• [EXERCISE]
Below are the records; copy each line in which "table" occurs.

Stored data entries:
-- -- --
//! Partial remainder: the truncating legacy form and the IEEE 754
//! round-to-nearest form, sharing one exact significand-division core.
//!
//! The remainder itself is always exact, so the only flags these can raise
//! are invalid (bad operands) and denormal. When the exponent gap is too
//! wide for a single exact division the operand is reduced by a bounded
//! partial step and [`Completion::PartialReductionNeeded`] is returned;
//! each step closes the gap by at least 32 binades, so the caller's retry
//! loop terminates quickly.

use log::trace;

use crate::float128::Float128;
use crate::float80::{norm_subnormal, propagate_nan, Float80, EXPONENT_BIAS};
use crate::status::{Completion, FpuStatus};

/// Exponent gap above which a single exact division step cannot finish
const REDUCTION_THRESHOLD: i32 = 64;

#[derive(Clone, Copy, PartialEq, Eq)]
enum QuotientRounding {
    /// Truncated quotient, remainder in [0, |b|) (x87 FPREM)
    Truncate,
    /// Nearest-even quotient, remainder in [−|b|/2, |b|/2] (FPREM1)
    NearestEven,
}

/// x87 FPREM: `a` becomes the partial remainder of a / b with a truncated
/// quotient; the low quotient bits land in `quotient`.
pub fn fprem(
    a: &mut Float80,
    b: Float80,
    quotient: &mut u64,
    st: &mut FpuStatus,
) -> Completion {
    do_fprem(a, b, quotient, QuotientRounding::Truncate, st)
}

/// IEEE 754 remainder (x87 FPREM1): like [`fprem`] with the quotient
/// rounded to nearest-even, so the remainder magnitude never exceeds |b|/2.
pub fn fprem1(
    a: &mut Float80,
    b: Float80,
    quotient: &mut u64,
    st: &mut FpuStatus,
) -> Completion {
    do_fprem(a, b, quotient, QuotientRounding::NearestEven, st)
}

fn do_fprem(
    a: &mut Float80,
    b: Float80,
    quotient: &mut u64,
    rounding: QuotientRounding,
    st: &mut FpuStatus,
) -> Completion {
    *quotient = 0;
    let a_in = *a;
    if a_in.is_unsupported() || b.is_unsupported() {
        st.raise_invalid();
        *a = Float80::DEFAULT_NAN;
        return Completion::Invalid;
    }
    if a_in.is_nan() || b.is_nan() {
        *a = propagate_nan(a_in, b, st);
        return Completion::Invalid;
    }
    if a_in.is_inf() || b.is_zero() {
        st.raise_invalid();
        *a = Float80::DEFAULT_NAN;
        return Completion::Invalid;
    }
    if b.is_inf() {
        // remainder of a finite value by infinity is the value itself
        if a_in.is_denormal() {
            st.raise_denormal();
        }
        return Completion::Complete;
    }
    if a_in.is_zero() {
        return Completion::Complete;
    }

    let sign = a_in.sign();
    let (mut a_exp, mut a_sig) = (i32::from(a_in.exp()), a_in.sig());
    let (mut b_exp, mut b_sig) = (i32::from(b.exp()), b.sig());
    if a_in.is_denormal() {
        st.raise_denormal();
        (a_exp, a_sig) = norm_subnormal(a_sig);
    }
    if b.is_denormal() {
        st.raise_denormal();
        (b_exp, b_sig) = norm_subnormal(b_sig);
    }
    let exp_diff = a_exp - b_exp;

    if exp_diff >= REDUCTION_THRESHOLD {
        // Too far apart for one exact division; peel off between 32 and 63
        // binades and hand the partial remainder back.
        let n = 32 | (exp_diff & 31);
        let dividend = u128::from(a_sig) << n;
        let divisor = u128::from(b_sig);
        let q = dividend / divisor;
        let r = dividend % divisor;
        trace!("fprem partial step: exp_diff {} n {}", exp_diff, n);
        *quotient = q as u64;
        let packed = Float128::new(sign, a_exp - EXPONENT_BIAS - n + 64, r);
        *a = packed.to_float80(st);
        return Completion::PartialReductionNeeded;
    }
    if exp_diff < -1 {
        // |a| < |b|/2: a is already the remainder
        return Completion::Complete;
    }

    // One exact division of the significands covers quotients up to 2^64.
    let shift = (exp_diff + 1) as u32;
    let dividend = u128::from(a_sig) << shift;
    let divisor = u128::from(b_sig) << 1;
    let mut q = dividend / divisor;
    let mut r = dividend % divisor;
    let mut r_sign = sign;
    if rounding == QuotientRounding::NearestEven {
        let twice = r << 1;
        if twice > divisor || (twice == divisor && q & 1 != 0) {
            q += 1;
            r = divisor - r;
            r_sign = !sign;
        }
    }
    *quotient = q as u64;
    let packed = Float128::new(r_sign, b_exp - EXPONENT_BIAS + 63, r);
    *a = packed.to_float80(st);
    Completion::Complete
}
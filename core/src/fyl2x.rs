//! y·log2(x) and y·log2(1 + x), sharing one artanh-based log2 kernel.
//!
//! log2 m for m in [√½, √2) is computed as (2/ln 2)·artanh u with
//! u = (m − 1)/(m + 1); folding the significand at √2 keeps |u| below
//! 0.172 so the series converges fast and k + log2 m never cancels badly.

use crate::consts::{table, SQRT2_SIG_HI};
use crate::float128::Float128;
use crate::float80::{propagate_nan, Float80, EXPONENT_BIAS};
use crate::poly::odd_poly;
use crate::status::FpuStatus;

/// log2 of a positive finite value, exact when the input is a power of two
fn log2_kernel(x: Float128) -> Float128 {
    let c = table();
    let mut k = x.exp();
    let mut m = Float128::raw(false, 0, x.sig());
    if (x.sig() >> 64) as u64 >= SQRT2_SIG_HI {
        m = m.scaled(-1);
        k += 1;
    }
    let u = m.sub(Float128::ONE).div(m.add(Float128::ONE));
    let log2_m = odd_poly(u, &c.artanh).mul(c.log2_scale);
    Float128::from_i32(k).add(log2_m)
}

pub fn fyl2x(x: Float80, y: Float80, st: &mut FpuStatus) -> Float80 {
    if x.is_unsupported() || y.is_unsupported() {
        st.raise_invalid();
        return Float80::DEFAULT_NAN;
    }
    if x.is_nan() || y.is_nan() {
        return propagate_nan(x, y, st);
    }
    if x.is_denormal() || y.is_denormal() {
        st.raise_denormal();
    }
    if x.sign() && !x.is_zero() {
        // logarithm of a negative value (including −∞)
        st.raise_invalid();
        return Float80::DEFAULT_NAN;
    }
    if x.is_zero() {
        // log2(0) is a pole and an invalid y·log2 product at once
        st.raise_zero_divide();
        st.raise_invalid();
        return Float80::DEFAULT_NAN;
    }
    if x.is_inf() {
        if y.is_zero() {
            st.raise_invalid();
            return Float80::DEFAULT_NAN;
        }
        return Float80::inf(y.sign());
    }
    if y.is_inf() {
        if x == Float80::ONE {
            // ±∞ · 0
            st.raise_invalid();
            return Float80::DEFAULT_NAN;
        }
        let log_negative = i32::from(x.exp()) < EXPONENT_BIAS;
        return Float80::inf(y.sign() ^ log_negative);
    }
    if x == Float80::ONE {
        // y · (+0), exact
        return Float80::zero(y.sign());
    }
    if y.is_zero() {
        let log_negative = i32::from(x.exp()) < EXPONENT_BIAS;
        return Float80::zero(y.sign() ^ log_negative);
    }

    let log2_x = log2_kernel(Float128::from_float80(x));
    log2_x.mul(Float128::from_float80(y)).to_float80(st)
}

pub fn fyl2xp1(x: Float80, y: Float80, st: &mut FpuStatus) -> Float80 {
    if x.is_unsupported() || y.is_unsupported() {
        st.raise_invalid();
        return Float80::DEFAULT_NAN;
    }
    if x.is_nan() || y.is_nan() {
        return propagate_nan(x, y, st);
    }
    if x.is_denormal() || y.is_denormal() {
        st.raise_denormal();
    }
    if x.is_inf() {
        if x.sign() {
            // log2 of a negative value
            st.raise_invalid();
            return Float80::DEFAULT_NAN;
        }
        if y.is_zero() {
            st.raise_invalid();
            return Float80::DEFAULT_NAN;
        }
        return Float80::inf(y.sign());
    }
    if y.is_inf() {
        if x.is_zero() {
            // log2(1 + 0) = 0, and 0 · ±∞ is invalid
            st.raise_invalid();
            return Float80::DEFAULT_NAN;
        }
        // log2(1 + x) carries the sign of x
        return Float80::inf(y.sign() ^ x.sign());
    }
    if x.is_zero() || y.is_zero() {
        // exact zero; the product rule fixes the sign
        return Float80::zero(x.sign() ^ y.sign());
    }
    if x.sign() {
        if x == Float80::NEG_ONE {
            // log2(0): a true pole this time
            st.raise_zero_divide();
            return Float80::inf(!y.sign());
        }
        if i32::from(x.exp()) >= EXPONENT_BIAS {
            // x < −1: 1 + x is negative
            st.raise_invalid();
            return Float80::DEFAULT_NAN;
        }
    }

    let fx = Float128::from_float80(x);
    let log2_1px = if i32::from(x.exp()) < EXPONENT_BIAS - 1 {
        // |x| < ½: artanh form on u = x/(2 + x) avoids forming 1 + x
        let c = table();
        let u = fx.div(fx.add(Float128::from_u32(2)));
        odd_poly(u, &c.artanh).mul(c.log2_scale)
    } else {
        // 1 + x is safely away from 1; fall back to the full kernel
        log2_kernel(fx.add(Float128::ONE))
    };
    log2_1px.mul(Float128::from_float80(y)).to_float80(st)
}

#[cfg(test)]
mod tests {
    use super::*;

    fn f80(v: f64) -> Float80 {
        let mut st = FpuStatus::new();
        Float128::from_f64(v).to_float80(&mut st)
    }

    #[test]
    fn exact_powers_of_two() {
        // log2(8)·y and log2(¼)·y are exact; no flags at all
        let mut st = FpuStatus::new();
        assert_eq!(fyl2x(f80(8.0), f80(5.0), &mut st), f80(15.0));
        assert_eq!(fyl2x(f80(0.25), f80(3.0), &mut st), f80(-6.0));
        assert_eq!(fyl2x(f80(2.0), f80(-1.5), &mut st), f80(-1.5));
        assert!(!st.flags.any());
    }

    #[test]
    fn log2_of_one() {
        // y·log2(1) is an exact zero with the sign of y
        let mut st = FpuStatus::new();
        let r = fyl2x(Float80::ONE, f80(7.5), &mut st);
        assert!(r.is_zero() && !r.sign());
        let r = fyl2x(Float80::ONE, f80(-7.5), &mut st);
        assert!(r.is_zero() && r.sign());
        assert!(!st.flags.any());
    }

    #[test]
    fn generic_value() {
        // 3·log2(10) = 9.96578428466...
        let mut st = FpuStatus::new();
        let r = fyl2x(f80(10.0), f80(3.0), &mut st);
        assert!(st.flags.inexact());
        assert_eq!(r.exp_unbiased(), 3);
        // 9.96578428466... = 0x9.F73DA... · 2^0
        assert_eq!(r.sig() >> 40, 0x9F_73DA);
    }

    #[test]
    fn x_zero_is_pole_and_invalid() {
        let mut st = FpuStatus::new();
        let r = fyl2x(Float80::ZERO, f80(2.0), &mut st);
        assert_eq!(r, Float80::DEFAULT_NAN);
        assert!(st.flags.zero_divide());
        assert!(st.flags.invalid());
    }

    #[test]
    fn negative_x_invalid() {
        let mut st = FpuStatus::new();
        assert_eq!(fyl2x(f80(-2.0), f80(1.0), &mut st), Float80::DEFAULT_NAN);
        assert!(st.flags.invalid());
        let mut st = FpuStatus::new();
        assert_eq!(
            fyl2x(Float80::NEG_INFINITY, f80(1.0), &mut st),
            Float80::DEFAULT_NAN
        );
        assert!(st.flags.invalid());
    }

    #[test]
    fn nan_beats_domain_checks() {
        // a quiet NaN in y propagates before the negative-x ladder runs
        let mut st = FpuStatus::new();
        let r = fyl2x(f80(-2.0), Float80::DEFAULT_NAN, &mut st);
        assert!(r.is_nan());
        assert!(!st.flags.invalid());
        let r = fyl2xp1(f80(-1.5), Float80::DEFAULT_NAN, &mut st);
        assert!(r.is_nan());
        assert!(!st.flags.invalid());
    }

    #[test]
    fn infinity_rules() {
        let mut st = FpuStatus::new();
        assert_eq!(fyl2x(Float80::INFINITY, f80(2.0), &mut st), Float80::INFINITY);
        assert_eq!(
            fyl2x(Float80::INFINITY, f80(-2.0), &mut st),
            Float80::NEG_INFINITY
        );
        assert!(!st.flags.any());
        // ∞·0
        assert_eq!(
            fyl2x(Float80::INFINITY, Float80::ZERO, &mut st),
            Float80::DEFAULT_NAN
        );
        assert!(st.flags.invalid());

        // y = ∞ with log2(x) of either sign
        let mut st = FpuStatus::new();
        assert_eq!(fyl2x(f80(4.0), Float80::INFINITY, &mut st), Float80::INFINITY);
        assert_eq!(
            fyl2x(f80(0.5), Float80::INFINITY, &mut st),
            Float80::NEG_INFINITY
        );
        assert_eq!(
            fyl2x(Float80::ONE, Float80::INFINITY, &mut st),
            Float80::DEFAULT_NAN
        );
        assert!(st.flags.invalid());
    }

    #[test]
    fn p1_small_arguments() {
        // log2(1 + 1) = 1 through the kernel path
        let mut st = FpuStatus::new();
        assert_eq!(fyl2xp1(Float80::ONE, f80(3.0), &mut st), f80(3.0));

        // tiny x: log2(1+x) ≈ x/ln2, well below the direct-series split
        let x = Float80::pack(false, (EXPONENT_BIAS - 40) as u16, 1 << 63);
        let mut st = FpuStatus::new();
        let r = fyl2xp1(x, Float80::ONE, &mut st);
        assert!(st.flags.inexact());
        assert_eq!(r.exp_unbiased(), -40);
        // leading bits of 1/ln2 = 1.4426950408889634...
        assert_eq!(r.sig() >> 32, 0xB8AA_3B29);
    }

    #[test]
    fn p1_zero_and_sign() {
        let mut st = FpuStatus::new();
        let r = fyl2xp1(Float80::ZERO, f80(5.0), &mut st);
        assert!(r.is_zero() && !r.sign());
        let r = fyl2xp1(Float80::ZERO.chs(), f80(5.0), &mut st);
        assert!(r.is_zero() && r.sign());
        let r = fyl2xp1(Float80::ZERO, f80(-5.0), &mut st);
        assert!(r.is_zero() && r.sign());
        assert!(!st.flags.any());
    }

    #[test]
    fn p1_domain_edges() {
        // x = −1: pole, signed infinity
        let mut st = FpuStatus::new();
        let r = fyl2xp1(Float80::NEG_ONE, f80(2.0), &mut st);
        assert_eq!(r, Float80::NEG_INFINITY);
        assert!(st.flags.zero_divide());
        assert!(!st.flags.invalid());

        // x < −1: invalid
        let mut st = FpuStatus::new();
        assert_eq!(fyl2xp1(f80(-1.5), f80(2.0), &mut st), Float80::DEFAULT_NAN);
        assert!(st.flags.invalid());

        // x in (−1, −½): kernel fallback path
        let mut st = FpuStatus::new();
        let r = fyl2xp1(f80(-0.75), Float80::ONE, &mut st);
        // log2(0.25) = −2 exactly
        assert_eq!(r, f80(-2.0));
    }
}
-- -- --
• [EXERCISE SOLUTION]
use crate::consts::{table, SQRT2_SIG_HI};
    let c = table();
        let c = table();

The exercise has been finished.